“Translation is not a matter of words only: it is a matter of making intelligible a whole culture.”
-Anthony Burgess, 1984:4
Imagine yourself cruising to another country when suddenly the ship faced some technical problems and ended up resorting to the nearest land. When the residents of this land come to greet you, it is certain that you may not understand their language and interpret their greeting as a threat for committing a trespass. In this case, translation is the savior. A translator’s job is to facilitate the communication between people of two different languages to avoid any misunderstanding that may arise. Since you are still stuck in this land, you might as well go sightseeing with an interpreter. As a matter of fact, translation actually boosts tourism. When an interpreter translates accurately, he will provide a friendly tourism, assist the tourists, and offer a special guidance.
Politics is the most prominent factor that controls the stability of each country and as a result, journalistic translation has become one of the most jobs in demand. Without translation, it would be difficult to transfer news and help people become up-to-date with all current events. The translation should be done accurately so that the news will become reliable and unambiguous. Journalistic translation is so pivotal that any mistranslation can actually cause tension between two or more countries that are hostile toward each other – it can even drag a country to a war. In addition, we wouldn’t have been able to follow up with the latest news of our favorite celebrities if it weren’t for translation.
One of the most challenging problems that a translator faces is cultural difference. Each country has its own culture and way of thinking. Hence, it is the duty of the translator to explain all idiomatic expressions or ideas in a way that suits the target audience. A sentence that is acceptable in one country may inadmissible in another nation. However, a translator must not change the whole meaning of a sentence because he will be unfaithful to the text and he will fail to provide the author’s ideas.
When translating a religious text, a translator must be keen not to offend the target audience. According to Robinson (2000: 103–107), religious translation is “problematic in terms of the status of translation and text”. Religious English language tends to use archaic words (such as thy, thou, thee, etc.) and it is likely to translate the Holy Quran as such so that the English-speaking audience will considered the target text as an ordinary scripture . Nowadays, many contemporary readers believe that such a style is outdated and difficult to be read.

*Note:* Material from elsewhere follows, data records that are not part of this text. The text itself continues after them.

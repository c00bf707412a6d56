//! Engine indication and crew alerting for the twinjet trainer.
//!
//! Two pieces run once per simulation tick:
//!
//! - [`evaluate`]: a pure function from an [`ObservedData`] snapshot and the
//!   [`LifecycleState`] to the set of raw [`FaultCondition`]s that are true
//!   right now, in severity order (red, then amber, then white).
//! - [`AlertQueue`]: stateful rising-edge detection over those raw sets. A
//!   condition that appears is displayed for a fixed window (5 s by default)
//!   and then drops off, even if it is still true.
//!
//! ```text
//! ObservedData ──► evaluate() ──► raw ──► AlertQueue::update() ──► visible
//!                       ▲                          │
//!               AlertThresholds            requires_shutdown()
//! ```
//!
//! [`Eicas`] bundles both behind a single `process` call.
//!
//! # Example
//!
//! ```rust
//! use core::time::Duration;
//! use twinjet_eicas::Eicas;
//! use twinjet_sim::{EngineTruth, LifecycleState, ObservedData, SimConfig};
//! use twinjet_faults::FaultCondition;
//!
//! let config = SimConfig::default();
//! let mut observed = ObservedData::from_truth(&EngineTruth::at_rest(&config), 40_000.0);
//! observed.sensors.fuel = false;
//!
//! let mut eicas = Eicas::default();
//! let output = eicas.process(&observed, LifecycleState::Running, Duration::ZERO);
//! assert_eq!(output.visible.as_slice(), &[FaultCondition::SensorFuel]);
//! ```
//!
//! [`ObservedData`]: twinjet_sim::ObservedData
//! [`LifecycleState`]: twinjet_sim::LifecycleState
//! [`FaultCondition`]: twinjet_faults::FaultCondition

#![deny(unsafe_op_in_unsafe_fn, clippy::unwrap_used)]
#![warn(missing_docs, missing_debug_implementations, rust_2018_idioms)]
#![cfg_attr(docsrs, feature(doc_auto_cfg))]

mod eicas;
mod error;
mod evaluator;
mod protection;
mod queue;
mod thresholds;

pub mod prelude;

pub use eicas::{Eicas, EicasOutput};
pub use error::{EicasError, EicasResult};
pub use evaluator::{ConditionSet, evaluate};
pub use protection::{first_critical, requires_shutdown};
pub use queue::{ActiveAlert, AlertQueue, DEFAULT_DISPLAY_WINDOW};
pub use thresholds::{AlertThresholds, TemperatureLimits};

Although the Internet is used to translate one language into another, it is still inadequate since the Internet neither has emotions to express nor does it have the knowledge to understand the target audience’s culture and way of thinking. Translating is not simply looking up a few words, it is conveying the meaning of metaphors, using dissimilar semantic forms, shifting to different linguistic and syntactic structures, and having a thorough knowledge of the culture of the two countries or languages involved.